All now rests on whether the West and Iran can complete a deal on Iran’s nuclear weapon program before the November 24 deadline. At the center of the frantic talks were the EU’s foreign policy commissioner, Catherine Ashton, and the Iranian foreign minister, Javad Zarif. The two have forged a special bond in long negotiation sessions, and sources close to the negotiations say Ashton would love to strike a deal to cap her time at the EU, which officially ends in October.

Yet thorny disagreements remain. On September 25, U.S. Secretary of State John Kerry took charge of the negotiations, inviting Zarif and Ashton to his suite at the Waldorf Astoria. The talks spilled into the next day. But a meeting between the foreign ministers of all five permanent members of the U.N. Security Council and Germany, known as the P5+1, and Zarif, which was considered an indication that the talks were well advanced, never materialized. When I asked the French foreign minister, Laurent Fabius, whether the meeting was still on, he said, “The answer is no.”

Several ideas have been floated to resolve the standoff. In the past, the West has demanded that Iran dismantle most of the 19,000 centrifuges it has, including the nearly 10,000 centrifuges it currently uses to enrich uranium. Iran, meanwhile, insists it needs—for what Rouhani stressed was peaceful purposes—to add up to 190,000 more centrifuges.

But Western negotiators became increasingly concerned about the possibility that, beyond Iran’s declared nuclear facilities (like Bushehr, the uranium enrichment plant),Iran is conducting secret testing at unknown sites. That concern complicated the talks even further. Iran’s progress toward producing near-weapons-grade nuclear fuel also worries the negotiators.

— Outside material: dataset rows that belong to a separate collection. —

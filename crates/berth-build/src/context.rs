use std::collections::HashSet;
use std::path::{Path, PathBuf};
use std::process::Command;

/// Directory the build context is assembled in.
pub const BUNDLE_DIR: &str = ".berth-bundle";

/// Files/directories that berth always excludes from the source tree,
/// regardless of .gitignore content.
const BERTH_EXCLUDES: &[&str] = &[".berth-bundle", ".berth", ".git"];

/// Files berth generates into the context; project copies are ignored so they
/// never reach `COPY . .`.
const GENERATED_FILES: &[&str] = &["Dockerfile", ".dockerignore"];

/// The application source files that make up the build context.
///
/// Paths are relative to `root`, sorted, and unique, so digests over a tree
/// are stable across runs.
#[derive(Debug, Clone, PartialEq, Eq)]
pub struct SourceTree {
    root: PathBuf,
    files: Vec<PathBuf>,
}

impl SourceTree {
    /// List the project's files.
    ///
    /// Inside a git work tree this is `git ls-files` (tracked plus untracked
    /// files that are not ignored). Elsewhere the directory is walked,
    /// honoring any `.gitignore` files.
    pub fn discover(project_dir: &Path) -> Result<Self, ContextError> {
        let files = if in_git_work_tree(project_dir) {
            git_ls_files(project_dir)?
        } else {
            tracing::debug!(
                dir = %project_dir.display(),
                "not a git work tree; walking directory"
            );
            walk_files(project_dir)?
        };

        let tree = Self::from_files(project_dir, files);
        tracing::debug!(files = tree.files.len(), "source tree discovered");
        Ok(tree)
    }

    pub fn from_files(root: &Path, files: Vec<PathBuf>) -> Self {
        let mut files: Vec<PathBuf> = files
            .into_iter()
            .filter(|p| !is_excluded(p))
            .collect();
        files.sort();
        files.dedup();
        Self {
            root: root.to_path_buf(),
            files,
        }
    }

    pub fn root(&self) -> &Path {
        &self.root
    }

    pub fn files(&self) -> &[PathBuf] {
        &self.files
    }

    pub fn contains(&self, relative: &Path) -> bool {
        self.files.binary_search_by(|f| f.as_path().cmp(relative)).is_ok()
    }
}

fn is_excluded(relative: &Path) -> bool {
    if BERTH_EXCLUDES.iter().any(|ex| relative.starts_with(ex)) {
        return true;
    }
    GENERATED_FILES.iter().any(|g| relative == Path::new(g))
}

/// Assembles the build context in `<project>/.berth-bundle/`: every file of
/// `tree`, the Dockerfile, and a `.dockerignore` that keeps the generated
/// files out of the image.
pub fn create_bundle(
    tree: &SourceTree,
    dockerfile_content: &str,
) -> Result<PathBuf, ContextError> {
    let bundle_dir = tree.root().join(BUNDLE_DIR);

    // Clean previous bundle
    if bundle_dir.exists() {
        std::fs::remove_dir_all(&bundle_dir).map_err(|e| ContextError::Cleanup {
            path: bundle_dir.clone(),
            source: e,
        })?;
    }
    std::fs::create_dir_all(&bundle_dir).map_err(|e| ContextError::Create {
        path: bundle_dir.clone(),
        source: e,
    })?;

    for relative_path in tree.files() {
        let src = tree.root().join(relative_path);
        let dst = bundle_dir.join(relative_path);

        if let Some(parent) = dst.parent() {
            std::fs::create_dir_all(parent).map_err(|e| ContextError::Create {
                path: parent.to_path_buf(),
                source: e,
            })?;
        }

        std::fs::copy(&src, &dst).map_err(|e| ContextError::CopyFile {
            path: src,
            source: e,
        })?;
    }

    write_generated(&bundle_dir.join("Dockerfile"), dockerfile_content)?;
    write_generated(
        &bundle_dir.join(".dockerignore"),
        &format!("{}\n", GENERATED_FILES.join("\n")),
    )?;

    tracing::debug!(
        path = %bundle_dir.display(),
        files = tree.files().len(),
        "build context assembled"
    );

    Ok(bundle_dir)
}

fn write_generated(path: &Path, content: &str) -> Result<(), ContextError> {
    std::fs::write(path, content).map_err(|e| ContextError::WriteGenerated {
        path: path.to_path_buf(),
        source: e,
    })
}

fn in_git_work_tree(project_dir: &Path) -> bool {
    match Command::new("git")
        .args(["rev-parse", "--is-inside-work-tree"])
        .current_dir(project_dir)
        .output()
    {
        Ok(output) => {
            output.status.success() && String::from_utf8_lossy(&output.stdout).trim() == "true"
        }
        Err(e) => {
            tracing::debug!(error = %e, "git unavailable; falling back to directory walk");
            false
        }
    }
}

/// Returns the list of files git considers part of the project:
/// tracked files + untracked files that are not .gitignored.
///
/// Output is NUL-separated so paths come back byte-for-byte, without git's
/// C-style quoting of non-ASCII names.
fn git_ls_files(project_dir: &Path) -> Result<Vec<PathBuf>, ContextError> {
    let listed = run_ls_files(project_dir, &["--cached", "--others", "--exclude-standard"])?;
    let deleted: HashSet<PathBuf> = run_ls_files(project_dir, &["--deleted"])?
        .into_iter()
        .collect();

    let mut files = Vec::with_capacity(listed.len());
    for path in listed {
        if deleted.contains(&path) {
            tracing::debug!(path = %path.display(), "deleted in work tree; skipping");
            continue;
        }
        if project_dir.join(&path).is_dir() {
            tracing::warn!(path = %path.display(), "submodule is not copied into the build context");
            continue;
        }
        files.push(path);
    }

    Ok(files)
}

fn run_ls_files(project_dir: &Path, selection: &[&str]) -> Result<Vec<PathBuf>, ContextError> {
    let output = Command::new("git")
        .args(["ls-files", "-z"])
        .args(selection)
        .current_dir(project_dir)
        .output()
        .map_err(|e| ContextError::GitCommand {
            detail: "failed to execute git ls-files".to_owned(),
            source: e,
        })?;

    if !output.status.success() {
        let stderr = String::from_utf8_lossy(&output.stderr);
        return Err(ContextError::GitFailed {
            detail: format!(
                "git ls-files exited with {}: {}",
                output.status,
                stderr.trim()
            ),
        });
    }

    output
        .stdout
        .split(|b| *b == 0)
        .filter(|entry| !entry.is_empty())
        .map(path_from_bytes)
        .collect()
}

#[cfg(unix)]
fn path_from_bytes(bytes: &[u8]) -> Result<PathBuf, ContextError> {
    use std::os::unix::ffi::OsStrExt;
    Ok(PathBuf::from(std::ffi::OsStr::from_bytes(bytes)))
}

#[cfg(not(unix))]
fn path_from_bytes(bytes: &[u8]) -> Result<PathBuf, ContextError> {
    std::str::from_utf8(bytes)
        .map(PathBuf::from)
        .map_err(|_| ContextError::GitFailed {
            detail: format!(
                "git ls-files returned a non-UTF-8 path: {}",
                String::from_utf8_lossy(bytes)
            ),
        })
}

fn walk_files(project_dir: &Path) -> Result<Vec<PathBuf>, ContextError> {
    let mut files = Vec::new();
    let walker = ignore::WalkBuilder::new(project_dir)
        .hidden(false)
        .require_git(false)
        .filter_entry(|e| e.file_name() != ".git")
        .build();

    for entry in walker {
        let entry = entry.map_err(|e| ContextError::Walk {
            dir: project_dir.to_path_buf(),
            source: e,
        })?;
        if !entry.file_type().is_some_and(|t| t.is_file()) {
            continue;
        }
        match entry.path().strip_prefix(project_dir) {
            Ok(relative) => files.push(relative.to_path_buf()),
            Err(e) => tracing::warn!(
                path = %entry.path().display(),
                error = %e,
                "entry outside project directory; skipping"
            ),
        }
    }

    Ok(files)
}

#[derive(Debug, thiserror::Error)]
pub enum ContextError {
    #[error("failed to clean up bundle directory {path}")]
    Cleanup {
        path: std::path::PathBuf,
        source: std::io::Error,
    },
    #[error("failed to create directory {path}")]
    Create {
        path: std::path::PathBuf,
        source: std::io::Error,
    },
    #[error("failed to copy file {path}")]
    CopyFile {
        path: std::path::PathBuf,
        source: std::io::Error,
    },
    #[error("failed to write {path}")]
    WriteGenerated {
        path: std::path::PathBuf,
        source: std::io::Error,
    },
    #[error("failed to walk {dir}")]
    Walk {
        dir: std::path::PathBuf,
        source: ignore::Error,
    },
    #[error("git command failed: {detail}")]
    GitCommand {
        detail: String,
        source: std::io::Error,
    },
    #[error("git failed: {detail}")]
    GitFailed { detail: String },
}
//! Classification of failed image builds.
//!
//! Every build failure is fatal. The classifier only decides which stage
//! failed and why, from the builder's output.

use std::fmt;

use berth_build::{BuildPlan, CopySource, Instruction, StageKind};

#[derive(Debug, Clone, Copy, PartialEq, Eq)]
pub enum FailureKind {
    /// The pinned base image could not be pulled.
    BaseImageUnavailable,
    /// Fetching or running the dependency manager installer failed.
    DependencyManagerInstall,
    /// The dependency install failed or the lock no longer matches the manifest.
    DependencyResolution,
    /// A file named by a COPY instruction is missing from the build context.
    SourceCopy,
    Unknown,
}

impl FailureKind {
    pub fn hint(self) -> &'static str {
        match self {
            Self::BaseImageUnavailable => {
                "check the base image reference and registry access; builds never fall back to another tag"
            }
            Self::DependencyManagerInstall => {
                "check network access to the installer URL and, if pinned, the installer sha256"
            }
            Self::DependencyResolution => {
                "run `poetry lock` locally and commit the lock file; `berth check` reports missing pins"
            }
            Self::SourceCopy => "make sure the file exists and is not excluded by .gitignore",
            Self::Unknown => "see the builder output above",
        }
    }
}

impl fmt::Display for FailureKind {
    fn fmt(&self, f: &mut fmt::Formatter<'_>) -> fmt::Result {
        let s = match self {
            Self::BaseImageUnavailable => "base image unavailable",
            Self::DependencyManagerInstall => "dependency manager install failed",
            Self::DependencyResolution => "dependency resolution failed",
            Self::SourceCopy => "source copy failed",
            Self::Unknown => "build failed",
        };
        f.write_str(s)
    }
}

#[derive(Debug, Clone, PartialEq, Eq)]
pub struct Diagnosis {
    pub kind: FailureKind,
    /// `None` when the failing stage cannot be identified, e.g. for an
    /// ejected Dockerfile.
    pub stage: Option<StageKind>,
    /// The builder's error line.
    pub detail: String,
}

/// Classify builder output. With a plan, RUN and COPY failures are matched
/// back to the stage that owns the instruction; without one, only textual
/// heuristics apply.
pub fn diagnose(output: &str, plan: Option<&BuildPlan>) -> Diagnosis {
    let detail = error_line(output);

    if let Some(command) = failed_command(&detail) {
        let stage = plan.and_then(|p| stage_of_run(p, &command));
        let kind = match stage {
            Some(StageKind::DependencyManager) => FailureKind::DependencyManagerInstall,
            Some(StageKind::DependencyInstall) => FailureKind::DependencyResolution,
            Some(_) => FailureKind::Unknown,
            None => kind_from_command(&command),
        };
        let stage = stage.or(match kind {
            FailureKind::DependencyManagerInstall if plan.is_some() => {
                Some(StageKind::DependencyManager)
            }
            FailureKind::DependencyResolution if plan.is_some() => {
                Some(StageKind::DependencyInstall)
            }
            _ => None,
        });
        return Diagnosis {
            kind,
            stage,
            detail,
        };
    }

    let lower = detail.to_ascii_lowercase();

    if lower.contains("failed to compute cache key")
        || lower.contains("failed to calculate checksum")
        || lower.contains("copy failed")
    {
        let stage = plan.map(|p| stage_of_copy(p, quoted_path(&detail).as_deref()));
        return Diagnosis {
            kind: FailureKind::SourceCopy,
            stage,
            detail,
        };
    }

    let base_image = plan.map(BuildPlan::base_image);
    let mentions_base = base_image.is_some_and(|image| !image.is_empty() && detail.contains(image));
    if lower.contains("failed to resolve source metadata")
        || lower.contains("pull access denied")
        || lower.contains("manifest unknown")
        || (mentions_base && lower.contains("not found"))
    {
        return Diagnosis {
            kind: FailureKind::BaseImageUnavailable,
            stage: plan.map(|_| StageKind::BaseEnvironment),
            detail,
        };
    }

    Diagnosis {
        kind: FailureKind::Unknown,
        stage: None,
        detail,
    }
}

/// The line that best describes the failure: the last one carrying an error
/// marker, or the last non-empty line.
fn error_line(output: &str) -> String {
    let lines: Vec<&str> = output
        .lines()
        .map(str::trim)
        .filter(|l| !l.is_empty())
        .collect();

    lines
        .iter()
        .rev()
        .find(|l| {
            l.contains("ERROR")
                || l.contains("failed to solve")
                || l.contains("returned a non-zero code")
        })
        .or_else(|| lines.last())
        .map(|l| (*l).to_owned())
        .unwrap_or_default()
}

/// Extract the shell command from a failed RUN, in both BuildKit and legacy
/// builder formats.
fn failed_command(detail: &str) -> Option<String> {
    const BUILDKIT: (&str, &str) = ("process \"/bin/sh -c ", "\" did not complete");
    const LEGACY: (&str, &str) = ("The command '/bin/sh -c ", "' returned a non-zero code");

    for (open, close) in [BUILDKIT, LEGACY] {
        if let Some(start) = detail.find(open) {
            let rest = &detail[start + open.len()..];
            let end = rest.rfind(close).unwrap_or(rest.len());
            return Some(rest[..end].replace("\\\"", "\""));
        }
    }
    None
}

fn stage_of_run(plan: &BuildPlan, command: &str) -> Option<StageKind> {
    plan.stages().iter().find_map(|stage| {
        stage
            .instructions
            .iter()
            .any(|i| matches!(i, Instruction::Run { command: c } if c == command))
            .then_some(stage.kind)
    })
}

fn kind_from_command(command: &str) -> FailureKind {
    if command.contains("poetry install") || command.contains("poetry check") {
        FailureKind::DependencyResolution
    } else if command.contains("install-poetry")
        || command.contains("install.python-poetry.org")
        || command.contains("apt-get")
    {
        FailureKind::DependencyManagerInstall
    } else {
        FailureKind::Unknown
    }
}

/// First double-quoted token, e.g. `"/poetry.lock"` in
/// `failed to compute cache key: "/poetry.lock": not found`.
fn quoted_path(detail: &str) -> Option<String> {
    let start = detail.find('"')? + 1;
    let len = detail[start..].find('"')?;
    Some(detail[start..start + len].trim_start_matches('/').to_owned())
}

fn stage_of_copy(plan: &BuildPlan, path: Option<&str>) -> StageKind {
    let Some(path) = path else {
        return StageKind::ApplicationAssembly;
    };

    for stage in plan.stages() {
        for instruction in &stage.instructions {
            if let Instruction::Copy {
                source: CopySource::Files(files),
                ..
            } = instruction
                && files.iter().any(|f| f.trim_start_matches("./") == path)
            {
                return stage.kind;
            }
        }
    }
    StageKind::ApplicationAssembly
}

Just before Rouhani arrived in New York, the International Atomic Energy Agency (IAEA), the world’s nuclear watchdog, denounced Iran’s lack of cooperation with the agency. Israel’s minister for intelligence and strategic affairs, Yuval Steinitz, issued a statement saying his office “can confirm with confidence” that from 2000 to 2001, Iran has conducted tests whose only possible purpose is “to ignite the nuclear chain reaction in nuclear weapons.”

The tests, according to Steinitz, were conducted in Parchin, a highly secretive military installation that Iran has refused to open up to visits by IAEA inspectors who have long demanded access to the site.

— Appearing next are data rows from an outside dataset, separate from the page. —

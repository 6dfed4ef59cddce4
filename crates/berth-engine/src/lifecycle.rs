use std::fmt;

/// Lifecycle of a container created from a built image.
///
/// ```text
/// Built ──start──▶ Running ──exit / signal──▶ Stopped
/// ```
///
/// `Stopped` is terminal: a stopped container is never resumed, a new one is
/// created from the image instead.
#[derive(Debug, Clone, Copy, PartialEq, Eq)]
pub enum ContainerState {
    Built,
    Running,
    Stopped { exit_code: i64 },
}

#[derive(Debug, Clone, Copy, PartialEq, Eq)]
pub enum LifecycleEvent {
    Start,
    /// The entrypoint process exited on its own.
    Exit { code: i64 },
    /// The container was terminated by a signal (stop, kill, Ctrl-C).
    Terminate { signal: i32 },
}

#[derive(Debug, Clone, PartialEq, Eq, thiserror::Error)]
pub enum LifecycleError {
    #[error("invalid transition: {event:?} while {from}")]
    InvalidTransition {
        from: ContainerState,
        event: LifecycleEvent,
    },

    #[error("unrecognized container status: {0}")]
    UnknownStatus(String),
}

impl ContainerState {
    pub fn apply(self, event: LifecycleEvent) -> Result<Self, LifecycleError> {
        match (self, event) {
            (Self::Built, LifecycleEvent::Start) => Ok(Self::Running),
            (Self::Running, LifecycleEvent::Exit { code }) => Ok(Self::Stopped { exit_code: code }),
            // Shell convention used by the engine: 128 + signal number.
            (Self::Running, LifecycleEvent::Terminate { signal }) => Ok(Self::Stopped {
                exit_code: 128 + i64::from(signal),
            }),
            (from, event) => Err(LifecycleError::InvalidTransition { from, event }),
        }
    }

    /// Map `docker inspect` output (`.State.Status`, `.State.ExitCode`).
    pub fn from_inspect(status: &str, exit_code: i64) -> Result<Self, LifecycleError> {
        match status.trim() {
            "created" => Ok(Self::Built),
            "running" | "restarting" | "paused" => Ok(Self::Running),
            "exited" | "dead" => Ok(Self::Stopped { exit_code }),
            other => Err(LifecycleError::UnknownStatus(other.to_owned())),
        }
    }

    pub fn is_running(&self) -> bool {
        matches!(self, Self::Running)
    }

    pub fn exit_code(&self) -> Option<i64> {
        match self {
            Self::Stopped { exit_code } => Some(*exit_code),
            _ => None,
        }
    }
}

impl fmt::Display for ContainerState {
    fn fmt(&self, f: &mut fmt::Formatter<'_>) -> fmt::Result {
        match self {
            Self::Built => f.write_str("built"),
            Self::Running => f.write_str("running"),
            Self::Stopped { exit_code } => write!(f, "stopped (exit code {exit_code})"),
        }
    }
}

Despite all these setbacks, German Foreign Minister Frank-Walter Steinmeier, a veteran of negotiations with Iran, told a group of reporters last week, “We made more progress in the last week than in 10 years.” The question, he added, is “Do the Iranians have courage” to close a deal.

Some of Iran’s neighbors, however, fear that the price of building such courage will be more and more concessions.